Data records =>
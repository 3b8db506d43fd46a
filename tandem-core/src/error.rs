use std::path::PathBuf;
use thiserror::Error;

/// Failures while assembling an `EngineConfig`.
#[derive(Debug, Error)]
pub enum ConfigError {
    #[error("failed to read config file {path:?}: {source}")]
    Read {
        path: PathBuf,
        #[source]
        source: std::io::Error,
    },

    #[error("invalid config JSON: {0}")]
    Parse(#[from] serde_json::Error),

    #[error("invalid value {value:?} for {var}: expected milliseconds")]
    Env { var: &'static str, value: String },
}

Exercise directions =>
Quote the data above in full, changing nothing.

Written response =>
repository 3b8db506d43fd46a
filename tandem-core/src/error.rs
use std::path::PathBuf;
use thiserror::Error;

/// Failures while assembling an `EngineConfig`.
#[derive(Debug, Error)]
pub enum ConfigError {
    #[error("failed to read config file {path:?}: {source}")]
    Read {
        path: PathBuf,
        #[source]
        source: std::io::Error,
    },

    #[error("invalid config JSON: {0}")]
    Parse(#[from] serde_json::Error),

    #[error("invalid value {value:?} for {var}: expected milliseconds")]
    Env { var: &'static str, value: String },
}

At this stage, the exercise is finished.